Furthermore, considering both the nature and the complexity of the chemical reaction, its kinetic properties are unremarkable. Although not unique to Rubisco, oxygenation is not systematically observed in enolate and enamine forming enzymes and cannot be considered as an inevitable consequence of the mechanism.
It is more likely the result of a compromise between chemical and metabolic imperatives. This makes rubisco the most plentiful single enzyme on the Earth. Rubisco also shows an embarrassing lack of specificity. Unfortunately, oxygen molecules and carbon dioxide molecules are similar in shape and chemical properties. In proteins that bind oxygen, like myoglobin, carbon dioxide is easily excluded because carbon dioxide is slightly larger. But in rubisco, an oxygen molecule can bind comfortably in the site designed to bind to carbon dioxide.
Rubisco then attaches the oxygen to the sugar chain, forming a faulty oxygenated product. The plant cell must then perform a costly series of salvage reactions to correct the mistake. Rubisco from spinach left and photosynthetic bacteria right. Plants and algae build a large, complex form of rubisco shown on the left , composed of eight copies of a large protein chain shown in orange and yellow and eight copies of a smaller chain shown in blue and purple.
The protein shown here is taken from spinach leaves coordinates may be found in the PDB entry 1rcx ; the tobacco enzyme may be found in 1rlc. Many enzymes form similar symmetrical complexes. Often, the interactions between the different chains are used to regulate the activity of the enzyme in the process known as allostery.
Rubisco, however, seems to be rigid as a rock, with each of the active sites acting independently of one another.

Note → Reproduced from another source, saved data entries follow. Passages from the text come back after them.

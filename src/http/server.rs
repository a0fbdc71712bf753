//! HTTP server setup and configuration.
//!
//! # Responsibilities
//! - Create the Axum router: liveness probe plus the service catch-all
//! - Wire the pipeline stages as route layers
//! - Wire cross-cutting layers (request ID, tracing, CORS, no-cache, body limit, timeout)
//! - Optionally nest everything under a base path
//! - Serve with connect info and graceful shutdown

use std::future::Future;
use std::net::SocketAddr;
use std::sync::Arc;
use std::time::Duration;

use axum::extract::DefaultBodyLimit;
use axum::http::header::{CACHE_CONTROL, EXPIRES, PRAGMA};
use axum::http::{header, HeaderName, HeaderValue, Method, StatusCode};
use axum::middleware::{from_fn, from_fn_with_state};
use axum::response::IntoResponse;
use axum::routing::{any, get};
use axum::Router;
use tokio::net::TcpListener;
use tower::ServiceBuilder;
use tower_http::cors::{AllowOrigin, CorsLayer};
use tower_http::set_header::SetResponseHeaderLayer;
use tower_http::timeout::TimeoutLayer;
use tower_http::trace::TraceLayer;

use crate::auth::AuthEngines;
use crate::config::{ForwardingConfig, GatewayConfig};
use crate::gateway::Forwarder;
use crate::http::forward::forward;
use crate::http::pipeline::{authorize, identify_agent, resolve_service};
use crate::http::request::{propagate_request_id_layer, request_span, set_request_id_layer};
use crate::http::response::CONTENT_TYPE_JSON;
use crate::rpc::client::{pooled_client, PooledClient};

/// Application state injected into handlers and pipeline stages.
#[derive(Clone)]
pub struct GatewayState {
    pub forwarder: Arc<Forwarder>,
    pub engines: Arc<AuthEngines>,
    pub client: PooledClient,
    pub locale: String,
    pub forwarding: ForwardingConfig,
}

impl GatewayState {
    pub fn new(config: &GatewayConfig, forwarder: Arc<Forwarder>, engines: Arc<AuthEngines>) -> Self {
        Self {
            forwarder,
            engines,
            client: pooled_client(),
            locale: config.auth.locale.clone(),
            forwarding: config.forwarding.clone(),
        }
    }
}

/// The gateway's HTTP surface.
pub struct GatewayServer {
    router: Router,
}

impl GatewayServer {
    pub fn new(config: &GatewayConfig, state: GatewayState) -> Self {
        Self {
            router: Self::build_router(config, state),
        }
    }

    /// Router with all layers applied; usable without a listener.
    pub fn router(&self) -> Router {
        self.router.clone()
    }

    #[allow(deprecated)]
    fn build_router(config: &GatewayConfig, state: GatewayState) -> Router {
        let surface = Router::new()
            .route("/{service}", any(forward))
            .route("/{service}/{*rest}", any(forward))
            .route_layer(from_fn_with_state(state.clone(), authorize))
            .route_layer(from_fn_with_state(state.clone(), resolve_service))
            .route_layer(from_fn(identify_agent))
            .route("/", get(liveness))
            .layer(DefaultBodyLimit::max(config.forwarding.max_body_bytes))
            .with_state(state);

        let app = match config.listener.base_path.as_str() {
            "" | "/" => surface,
            base => Router::new().nest(base, surface),
        };

        app.layer(
            ServiceBuilder::new()
                .layer(set_request_id_layer())
                .layer(TraceLayer::new_for_http().make_span_with(request_span))
                .layer(propagate_request_id_layer())
                .layer(cors_layer())
                .layer(SetResponseHeaderLayer::overriding(
                    CACHE_CONTROL,
                    HeaderValue::from_static("no-cache, no-store, no-transform, must-revalidate, private, max-age=0"),
                ))
                .layer(SetResponseHeaderLayer::overriding(PRAGMA, HeaderValue::from_static("no-cache")))
                .layer(SetResponseHeaderLayer::overriding(
                    EXPIRES,
                    HeaderValue::from_static("Thu, 01 Jan 1970 00:00:00 UTC"),
                ))
                .layer(TimeoutLayer::new(Duration::from_secs(config.timeouts.request_secs))),
        )
    }

    /// Serve until `shutdown` resolves, then drain in-flight requests.
    pub async fn run<F>(self, listener: TcpListener, shutdown: F) -> Result<(), std::io::Error>
    where
        F: Future<Output = ()> + Send + 'static,
    {
        let addr = listener.local_addr()?;
        tracing::info!(address = %addr, "HTTP server starting");

        let app = self.router.into_make_service_with_connect_info::<SocketAddr>();
        axum::serve(listener, app).with_graceful_shutdown(shutdown).await?;

        tracing::info!("HTTP server stopped");
        Ok(())
    }
}

/// Liveness probe: 200 with an empty body.
async fn liveness() -> impl IntoResponse {
    (StatusCode::OK, [(header::CONTENT_TYPE, CONTENT_TYPE_JSON)])
}

/// Any `http://` or `https://` origin, fixed methods and header allow-list.
fn cors_layer() -> CorsLayer {
    CorsLayer::new()
        .allow_origin(AllowOrigin::predicate(|origin: &HeaderValue, _| {
            let origin = origin.as_bytes();
            origin.starts_with(b"https://") || origin.starts_with(b"http://")
        }))
        .allow_methods([Method::GET, Method::POST, Method::PUT, Method::DELETE, Method::OPTIONS])
        .allow_headers([
            header::ACCEPT,
            header::AUTHORIZATION,
            header::CONTENT_TYPE,
            HeaderName::from_static("x-csrf-token"),
            header::ACCEPT_ENCODING,
            header::COOKIE,
            header::ORIGIN,
            HeaderName::from_static("x-api-key"),
        ])
}

#[cfg(test)]
mod tests {
    use super::*;
    use crate::auth::token::tests::sign;
    use crate::composite::{CompositeConnection, Transport};
    use crate::composite::connector::tests::MockClient;
    use crate::directory::MemoryDirectory;
    use crate::http::response::Envelope;
    use crate::routing::{PathPattern, ProtectedRoutes, Tier};
    use axum::body::Body;
    use axum::http::Request;
    use tower::ServiceExt;

    fn config() -> GatewayConfig {
        let mut config = GatewayConfig::default();
        config.auth.secret = "protect-key".into();
        config.auth.use_signature = Some(false);
        config
    }

    fn server(config: &GatewayConfig) -> (GatewayServer, Arc<Forwarder>) {
        let forwarder = Arc::new(Forwarder::new());
        let engines = Arc::new(AuthEngines::from_config(&config.auth, Arc::new(MemoryDirectory::new())));
        let state = GatewayState::new(config, forwarder.clone(), engines);
        (GatewayServer::new(config, state), forwarder)
    }

    fn mount_orders(forwarder: &Forwarder) {
        let mut routes = ProtectedRoutes::new();
        routes.push("GET", PathPattern::compile("/items/{id}").unwrap(), Tier::Protect);
        routes.push("GET", PathPattern::compile("/secret").unwrap(), Tier::Protect);
        forwarder.mount(CompositeConnection::new(
            "orders",
            "orders",
            Transport::Rpc(MockClient::new(None)),
            routes,
        ));
    }

    async fn envelope(response: axum::response::Response) -> Envelope {
        let bytes = axum::body::to_bytes(response.into_body(), usize::MAX).await.unwrap();
        serde_json::from_slice(&bytes).unwrap()
    }

    #[tokio::test]
    async fn test_liveness() {
        let (server, _) = server(&config());
        let response = server
            .router()
            .oneshot(Request::get("/").body(Body::empty()).unwrap())
            .await
            .unwrap();
        assert_eq!(response.status(), StatusCode::OK);
        assert!(response.headers().contains_key("x-request-id"));
        assert!(response.headers()["cache-control"].to_str().unwrap().contains("no-cache"));
    }

    #[tokio::test]
    async fn test_unknown_service_is_501() {
        let (server, _) = server(&config());
        let response = server
            .router()
            .oneshot(Request::get("/ghost/items").body(Body::empty()).unwrap())
            .await
            .unwrap();

        assert_eq!(response.status(), StatusCode::NOT_IMPLEMENTED);
        let body = envelope(response).await;
        assert_eq!(body.response, 501);
        assert_eq!(body.error, "Service not registered");
        assert_eq!(body.svcid, "ghost");
        assert_eq!(body.controller, "/ghost/items");
        assert_eq!(body.action, "GET");
    }

    #[tokio::test]
    async fn test_protected_route_without_token_is_401() {
        let (server, forwarder) = server(&config());
        mount_orders(&forwarder);

        let response = server
            .router()
            .oneshot(Request::get("/orders/items/9").body(Body::empty()).unwrap())
            .await
            .unwrap();

        assert_eq!(response.status(), StatusCode::UNAUTHORIZED);
        let body = envelope(response).await;
        assert_eq!(body.response, 401);
        assert!(!body.error.is_empty());
    }

    #[tokio::test]
    async fn test_encoded_or_dotted_path_to_protected_route_is_401() {
        let (server, forwarder) = server(&config());
        mount_orders(&forwarder);

        for path in ["/orders/%73ecret", "/orders//secret", "/orders/./secret", "/orders/x/../secret", "/orders/items/%39"] {
            let response = server
                .router()
                .oneshot(Request::get(path).body(Body::empty()).unwrap())
                .await
                .unwrap();
            assert_eq!(response.status(), StatusCode::UNAUTHORIZED, "{}", path);
        }
    }

    #[tokio::test]
    async fn test_oversized_body_to_protected_route_is_rejected() {
        let mut config = config();
        config.forwarding.max_body_bytes = 16;
        let (server, forwarder) = server(&config);
        mount_orders(&forwarder);
        let token = sign(serde_json::json!({ "id": "42", "username": "ana" }), b"protect-key");

        let response = server
            .router()
            .oneshot(
                Request::get("/orders/items/9")
                    .header("authorization", format!("Bearer {}", token))
                    .body(Body::from(vec![b'x'; 64]))
                    .unwrap(),
            )
            .await
            .unwrap();

        // Never reaches the backend, which would answer 503.
        assert_eq!(response.status(), StatusCode::INTERNAL_SERVER_ERROR);
        assert!(envelope(response).await.error.starts_with("while reading body"));
    }

    #[tokio::test]
    async fn test_authorized_dispatch_failure_is_503() {
        let (server, forwarder) = server(&config());
        mount_orders(&forwarder);
        let token = sign(serde_json::json!({ "id": "42", "username": "ana" }), b"protect-key");

        let response = server
            .router()
            .oneshot(
                Request::get("/orders/items/9")
                    .header("authorization", format!("Bearer {}", token))
                    .body(Body::empty())
                    .unwrap(),
            )
            .await
            .unwrap();

        // The mock client refuses every dispatch as unavailable.
        assert_eq!(response.status(), StatusCode::SERVICE_UNAVAILABLE);
        let body = envelope(response).await;
        assert_eq!(body.controller, "/orders/items/9");
        assert_eq!(body.action, "GET");
    }

    #[tokio::test]
    async fn test_base_path_nesting() {
        let mut config = config();
        config.listener.base_path = "/gw".into();
        let (server, _) = server(&config);

        let response = server
            .router()
            .oneshot(Request::get("/gw/ghost").body(Body::empty()).unwrap())
            .await
            .unwrap();
        assert_eq!(response.status(), StatusCode::NOT_IMPLEMENTED);
        assert_eq!(envelope(response).await.controller, "/gw/ghost");

        let response = server
            .router()
            .oneshot(Request::get("/ghost").body(Body::empty()).unwrap())
            .await
            .unwrap();
        assert_eq!(response.status(), StatusCode::NOT_FOUND);
    }
}
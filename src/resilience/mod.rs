//! Resilience helpers.
//!
//! # Design Decisions
//! - Backend dialing retries on a fixed, bounded schedule
//! - Inbound requests are bounded by the blanket request timeout layer

pub mod backoff;

pub use backoff::{connect_backoff, MAX_CONNECT_ATTEMPTS};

PubMed Abstract Google Scholar. The diversity and coevolution of Rubisco, plastids, pyrenoids, and chloroplast-based CO 2 -concentrating mechanisms in algae. J, Bot. Bainbridge, G.
Engineering Rubisco to change its catalytic properties. Bar-Even, A. The moderately efficient enzyme: futile encounters and enzyme floppiness. Biochemistry 54, — The moderately efficient enzyme: evolutionary and physicochemical trends shaping enzyme parameters.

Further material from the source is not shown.